Un pueblo cuya primera reacción al
ser atacado es disculpar al grupo del que salen sus atacantes está pidiendo a
gritos la extinción, y después de leer en redes sociales y publicaciones
decenas de soflamas en la línea de “no todos los musulmanes…” y/o “pues las
Cruzadas…”, no me cabe apenas duda de que estamos en fase terminal.
Lo vivimos ya tras la atroz
matanza del Bataclan en París. Fue muy aplaudida, al menos por la derecha, la
fulminante determinación de François Hollande de lanzar inmediatamente un ataque
contra posiciones del IS en Iraq.

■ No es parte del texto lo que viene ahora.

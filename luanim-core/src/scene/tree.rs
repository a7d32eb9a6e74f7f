//! Scene Tree
//!
//! The tree owns every node in an arena. Ownership is singular: a node has
//! at most one parent, children are drawn in insertion order, and a detached
//! node stays alive as an orphan until it is attached again or destroyed.
//!
//! # Traversal
//!
//! Traversal is pre-order depth-first. For each node it:
//!
//! 1. resolves the transform, opacity and visibility signals,
//! 2. skips the node and its subtree if it is invisible,
//! 3. composes `parent_world * local` and multiplies opacity down the tree,
//! 4. emits an `Opacity` instruction if the effective opacity differs from
//!    the last one emitted, then the node's own instructions,
//! 5. recurses into the children.
//!
//! A node whose props fail to resolve is skipped together with its subtree;
//! the failure is logged and the rest of the frame is still drawn.

use glam::{Affine2, Vec2};
use tracing::{debug, trace, warn};

use super::builder::NodeBuilder;
use super::draw::Draw;
use super::node::{Node, NodeId, NodeProps};
use super::transform;
use crate::error::{Error, Result};
use crate::protocol::{Emit, Instruction, Opcode};
use crate::reactive::{SignalGraph, SignalId};

/// Arena of scene nodes.
#[derive(Debug, Default)]
pub struct SceneTree {
    nodes: Vec<Option<Node>>,
    live: usize,
}

/// Per-frame state carried through traversal.
struct Pass<'e> {
    out: &'e mut dyn Emit,
    /// Opacity currently in effect on the renderer side.
    opacity: f32,
    drawn: usize,
}

/// Props resolved for one visit.
struct Placement {
    position: Vec2,
    scale: Vec2,
    rotation: f32,
    opacity: f32,
    visible: bool,
}

impl Placement {
    fn resolve(graph: &mut SignalGraph, props: &NodeProps) -> Result<Self> {
        Ok(Self {
            position: graph.get(props.position)?,
            scale: graph.get(props.scale)?,
            rotation: graph.get(props.rotation)?,
            opacity: graph.get(props.opacity)?,
            visible: graph.get(props.visible)?,
        })
    }
}

impl SceneTree {
    pub fn new() -> Self {
        Self::default()
    }

    /// Number of live nodes, attached or not.
    pub fn len(&self) -> usize {
        self.live
    }

    pub fn is_empty(&self) -> bool {
        self.live == 0
    }

    pub fn contains(&self, id: NodeId) -> bool {
        self.node(id).is_ok()
    }

    /// Create an orphan node, turning the builder's seeds into signals.
    pub fn create(&mut self, graph: &mut SignalGraph, builder: NodeBuilder) -> Result<NodeId> {
        let (props, kind, owned) = builder.realize(graph)?;
        let id = NodeId::from_raw(self.nodes.len() as u32);
        debug!(node = %id, kind = kind.name(), signals = owned.len(), "node created");
        self.nodes.push(Some(Node {
            parent: None,
            children: Vec::new(),
            props,
            kind,
            owned,
        }));
        self.live += 1;
        Ok(id)
    }

    pub fn node(&self, id: NodeId) -> Result<&Node> {
        self.nodes
            .get(id.index())
            .and_then(Option::as_ref)
            .ok_or(Error::DetachedNodeReference { node: id })
    }

    fn node_mut(&mut self, id: NodeId) -> Result<&mut Node> {
        self.nodes
            .get_mut(id.index())
            .and_then(Option::as_mut)
            .ok_or(Error::DetachedNodeReference { node: id })
    }

    pub fn parent(&self, id: NodeId) -> Result<Option<NodeId>> {
        self.node(id).map(Node::parent)
    }

    pub fn children(&self, id: NodeId) -> Result<&[NodeId]> {
        self.node(id).map(Node::children)
    }

    /// Whether `ancestor` is `id` or lies on the path from `id` to its root.
    pub fn is_ancestor(&self, ancestor: NodeId, id: NodeId) -> bool {
        let mut current = Some(id);
        while let Some(node) = current {
            if node == ancestor {
                return true;
            }
            current = self.node(node).ok().and_then(Node::parent);
        }
        false
    }

    /// Append `child` to the children of `parent`.
    pub fn attach(&mut self, parent: NodeId, child: NodeId) -> Result<()> {
        self.node(parent)?;
        if let Some(owner) = self.node(child)?.parent {
            return Err(Error::AlreadyOwned {
                child,
                parent: owner,
            });
        }
        if self.is_ancestor(child, parent) {
            return Err(Error::OwnershipCycle { child, parent });
        }

        self.node_mut(child)?.parent = Some(parent);
        self.node_mut(parent)?.children.push(child);
        debug!(parent = %parent, child = %child, "node attached");
        Ok(())
    }

    /// Remove `child` from `parent`, leaving it an orphan.
    ///
    /// Detaching a node that is not a child of `parent` does nothing.
    pub fn detach(&mut self, parent: NodeId, child: NodeId) -> Result<()> {
        let parent_node = self.node_mut(parent)?;
        let Some(position) = parent_node.children.iter().position(|&c| c == child) else {
            return Ok(());
        };
        parent_node.children.remove(position);

        if let Ok(child_node) = self.node_mut(child) {
            child_node.parent = None;
        }
        debug!(parent = %parent, child = %child, "node detached");
        Ok(())
    }

    /// Record `signal` as owned by `node`, so it is disposed with it.
    pub fn adopt(&mut self, node: NodeId, signal: SignalId) -> Result<()> {
        let node = self.node_mut(node)?;
        if !node.owned.contains(&signal) {
            node.owned.push(signal);
        }
        Ok(())
    }

    /// Detach `id` and free it together with its whole subtree, disposing
    /// every signal the freed nodes own.
    pub fn destroy(&mut self, graph: &mut SignalGraph, id: NodeId) -> Result<()> {
        if let Some(parent) = self.node(id)?.parent {
            self.detach(parent, id)?;
        }

        let mut stack = vec![id];
        let mut freed = 0;
        while let Some(current) = stack.pop() {
            let Some(node) = self.nodes.get_mut(current.index()).and_then(Option::take) else {
                continue;
            };
            for signal in node.owned {
                graph.dispose(signal);
            }
            stack.extend(node.children);
            freed += 1;
        }

        self.live -= freed;
        debug!(node = %id, freed, "subtree destroyed");
        Ok(())
    }

    /// Walk the subtree under `root`, emitting draw instructions.
    ///
    /// `base` is the transform of the space `root` lives in, usually the
    /// viewport transform. Returns the number of nodes that drew something.
    pub fn traverse(
        &self,
        graph: &mut SignalGraph,
        root: NodeId,
        base: Affine2,
        out: &mut dyn Emit,
    ) -> Result<usize> {
        self.node(root)?;
        let mut pass = Pass {
            out,
            opacity: 1.0,
            drawn: 0,
        };
        self.visit(graph, root, &base, 1.0, &mut pass);
        trace!(root = %root, drawn = pass.drawn, "traversal finished");
        Ok(pass.drawn)
    }

    fn visit(
        &self,
        graph: &mut SignalGraph,
        id: NodeId,
        parent_world: &Affine2,
        parent_opacity: f32,
        pass: &mut Pass<'_>,
    ) {
        let Ok(node) = self.node(id) else {
            return;
        };
        let placement = match Placement::resolve(graph, &node.props) {
            Ok(placement) => placement,
            Err(err) => {
                warn!(node = %id, error = %err, "skipping subtree with unreadable props");
                return;
            }
        };
        if !placement.visible {
            return;
        }

        let world = *parent_world
            * transform::local(placement.position, placement.scale, placement.rotation);
        let opacity = parent_opacity * placement.opacity;

        if node.kind.draws() {
            if opacity != pass.opacity {
                pass.out
                    .emit(Instruction::builtin(Opcode::Opacity, &[opacity]));
                pass.opacity = opacity;
            }
            if let Err(err) = node.kind.draw(graph, &world, &mut *pass.out) {
                warn!(node = %id, error = %err, "skipping subtree that failed to draw");
                return;
            }
            pass.drawn += 1;
        }

        for &child in &node.children {
            self.visit(graph, child, &world, opacity, pass);
        }
    }
}

#[cfg(test)]
mod tests {
    use super::*;
    use crate::protocol::{Command, Frame};
    use crate::scene::Init;

    fn frame_of(tree: &SceneTree, graph: &mut SignalGraph, root: NodeId) -> Frame {
        let mut frame = Frame::new(0, 0.0);
        tree.traverse(graph, root, Affine2::IDENTITY, &mut frame)
            .unwrap();
        frame
    }

    #[test]
    fn attach_rejects_second_owner() {
        let mut graph = SignalGraph::new();
        let mut tree = SceneTree::new();
        let a = tree.create(&mut graph, NodeBuilder::group()).unwrap();
        let b = tree.create(&mut graph, NodeBuilder::group()).unwrap();
        let c = tree.create(&mut graph, NodeBuilder::circle(1.0)).unwrap();

        tree.attach(a, c).unwrap();
        assert_eq!(
            tree.attach(b, c),
            Err(Error::AlreadyOwned { child: c, parent: a })
        );
        assert_eq!(tree.children(a).unwrap(), &[c]);
    }

    #[test]
    fn attach_rejects_cycles() {
        let mut graph = SignalGraph::new();
        let mut tree = SceneTree::new();
        let a = tree.create(&mut graph, NodeBuilder::group()).unwrap();
        let b = tree.create(&mut graph, NodeBuilder::group()).unwrap();
        tree.attach(a, b).unwrap();

        assert_eq!(
            tree.attach(b, a),
            Err(Error::OwnershipCycle { child: a, parent: b })
        );
        assert_eq!(
            tree.attach(a, a),
            Err(Error::OwnershipCycle { child: a, parent: a })
        );
    }

    #[test]
    fn detach_of_absent_child_is_a_no_op() {
        let mut graph = SignalGraph::new();
        let mut tree = SceneTree::new();
        let a = tree.create(&mut graph, NodeBuilder::group()).unwrap();
        let b = tree.create(&mut graph, NodeBuilder::group()).unwrap();

        tree.detach(a, b).unwrap();
        tree.attach(a, b).unwrap();
        tree.detach(a, b).unwrap();
        tree.detach(a, b).unwrap();
        assert_eq!(tree.parent(b).unwrap(), None);
        assert!(tree.children(a).unwrap().is_empty());
    }

    #[test]
    fn destroy_frees_subtree_and_signals() {
        let mut graph = SignalGraph::new();
        let mut tree = SceneTree::new();
        let root = tree.create(&mut graph, NodeBuilder::group()).unwrap();
        let a = tree.create(&mut graph, NodeBuilder::group()).unwrap();
        let b = tree.create(&mut graph, NodeBuilder::circle(2.0)).unwrap();
        tree.attach(root, a).unwrap();
        tree.attach(a, b).unwrap();
        let radius_signals = tree.node(b).unwrap().owned_signals().to_vec();

        tree.destroy(&mut graph, a).unwrap();

        assert_eq!(tree.len(), 1);
        assert!(tree.children(root).unwrap().is_empty());
        assert_eq!(tree.node(b).err(), Some(Error::DetachedNodeReference { node: b }));
        for id in radius_signals {
            assert!(!graph.contains(id));
        }
        assert_eq!(graph.len(), 5);
    }

    #[test]
    fn traversal_composes_transforms() {
        let mut graph = SignalGraph::new();
        let mut tree = SceneTree::new();
        let root = tree
            .create(&mut graph, NodeBuilder::group().position(Vec2::new(10.0, 0.0)).uniform_scale(2.0))
            .unwrap();
        let dot = tree
            .create(&mut graph, NodeBuilder::circle(1.0).position(Vec2::new(1.0, 1.0)))
            .unwrap();
        tree.attach(root, dot).unwrap();

        let frame = frame_of(&tree, &mut graph, root);
        assert_eq!(
            frame.commands().collect::<Vec<_>>(),
            vec![Command::Circle {
                center: Vec2::new(12.0, 2.0),
                radius: 2.0
            }]
        );
    }

    #[test]
    fn opacity_multiplies_and_is_emitted_on_change() {
        let mut graph = SignalGraph::new();
        let mut tree = SceneTree::new();
        let root = tree
            .create(&mut graph, NodeBuilder::group().opacity(0.5))
            .unwrap();
        let first = tree
            .create(&mut graph, NodeBuilder::circle(1.0).opacity(0.5))
            .unwrap();
        let second = tree
            .create(&mut graph, NodeBuilder::circle(1.0).opacity(0.5))
            .unwrap();
        tree.attach(root, first).unwrap();
        tree.attach(root, second).unwrap();

        let frame = frame_of(&tree, &mut graph, root);
        let opcodes: Vec<u8> = frame.instructions.iter().map(|i| i.opcode).collect();
        assert_eq!(opcodes, vec![2, 4, 4]);
        assert_eq!(frame.instructions[0].operands.as_slice(), &[0.25]);
    }

    #[test]
    fn invisible_nodes_hide_their_subtree() {
        let mut graph = SignalGraph::new();
        let mut tree = SceneTree::new();
        let shown = graph.create(true);
        let root = tree.create(&mut graph, NodeBuilder::group()).unwrap();
        let group = tree
            .create(&mut graph, NodeBuilder::group().visible(shown))
            .unwrap();
        let dot = tree.create(&mut graph, NodeBuilder::circle(1.0)).unwrap();
        tree.attach(root, group).unwrap();
        tree.attach(group, dot).unwrap();

        assert_eq!(frame_of(&tree, &mut graph, root).len(), 1);
        graph.set(shown, false).unwrap();
        assert!(frame_of(&tree, &mut graph, root).is_empty());
    }

    #[test]
    fn unreadable_subtrees_are_skipped() {
        let mut graph = SignalGraph::new();
        let mut tree = SceneTree::new();
        let radius = graph.create(1.0f32);
        let root = tree.create(&mut graph, NodeBuilder::group()).unwrap();
        let broken = tree
            .create(&mut graph, NodeBuilder::circle(Init::Bind(radius.into())))
            .unwrap();
        let fine = tree.create(&mut graph, NodeBuilder::circle(3.0)).unwrap();
        tree.attach(root, broken).unwrap();
        tree.attach(root, fine).unwrap();
        graph.dispose(radius.id());

        let frame = frame_of(&tree, &mut graph, root);
        assert_eq!(frame.len(), 1);
        assert!(matches!(
            frame.commands().next(),
            Some(Command::Circle { radius, .. }) if radius == 3.0
        ));
    }
}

Y esa es la prueba de nuestra suprema
cobardía y suma estupidez. Porque no es en las arenas de Mesopotamia donde está
el peligro para nuestra civilización, sino en nuestra perpetua cesión, en
nuestro masoquismo cultural. Y ahí no se tomó, no se toma, ninguna medida. Al
revés, ante la avalancha de supuestos refugiados de Oriente Medio, el líder más
poderoso de Europa, Angela Merkel, reaccionó con una invitación universal y
abierta a la que se sumaron masas de progresistas postureantes al grito de
‘¡Bienvenidos, Refugiados!’, creando una crisis de seguridad -entre otras
cosas- que habría que estar ciego para no ver.
Por lo demás, las aventuras de
intervención bélica de Estados Unidos y sus aliados en el mundo islámico, desde
Iraq y Afganistán hasta Libia y Siria, han proporcionado, sino la causa, al
menos la ocasión perfecta para el drama que se desarrolla ahora en nuestras
fronteras.
Todavía el estamento neocon
americano y sus aliados españoles sostienen que acabar con Assad es el objetivo
prioritario, por encima de la victoria sobre el IS. Produciendo, imaginamos, un
resultado igual de halagüeño que el derrocamiento de Saddam en Iraq. Porque
Occidente no puede soportar la visión de un tirano, esa es la consigna, democratizar
el planeta.
Bueno, parte del planeta. A nadie
se le pasa por la imaginación hacerle un feo a China por el nimio detalle de
que sea una tiranía que ha aplastado cualquier disidencia.
O, más al caso que nos ocupa,
Arabia Saudí, una teocracia arcaica y cruel a cuyo lado el denostado régimen
iraní es un paraíso libertario. Pero los saudíes son intocables, aunque la
vertiente islámica que está detrás de toda la yijad moderna, de todos los
atentados masivos desde el 11 de septiembre, tenga allí su cuna y sea la única
oficial y permitida en el Reino, no aunque esté financiando mezquitas y
madrasas por todo Occidente que transmiten el mismo mensaje radical contra los
infieles. Arabia es la fuente, junto con otras tiranías del Golfo como Qatar y
Emiratos Árabes, cuyas camisetas llevan los jugadores de nuestros dos equipos
de fútbol principales. Los negocios, supongo, son los negocios, y al igual que
el emperador Vespasiano recordó a su hijo Tito que el dinero no huele, por lo
visto tampoco retiene las manchas de sangre.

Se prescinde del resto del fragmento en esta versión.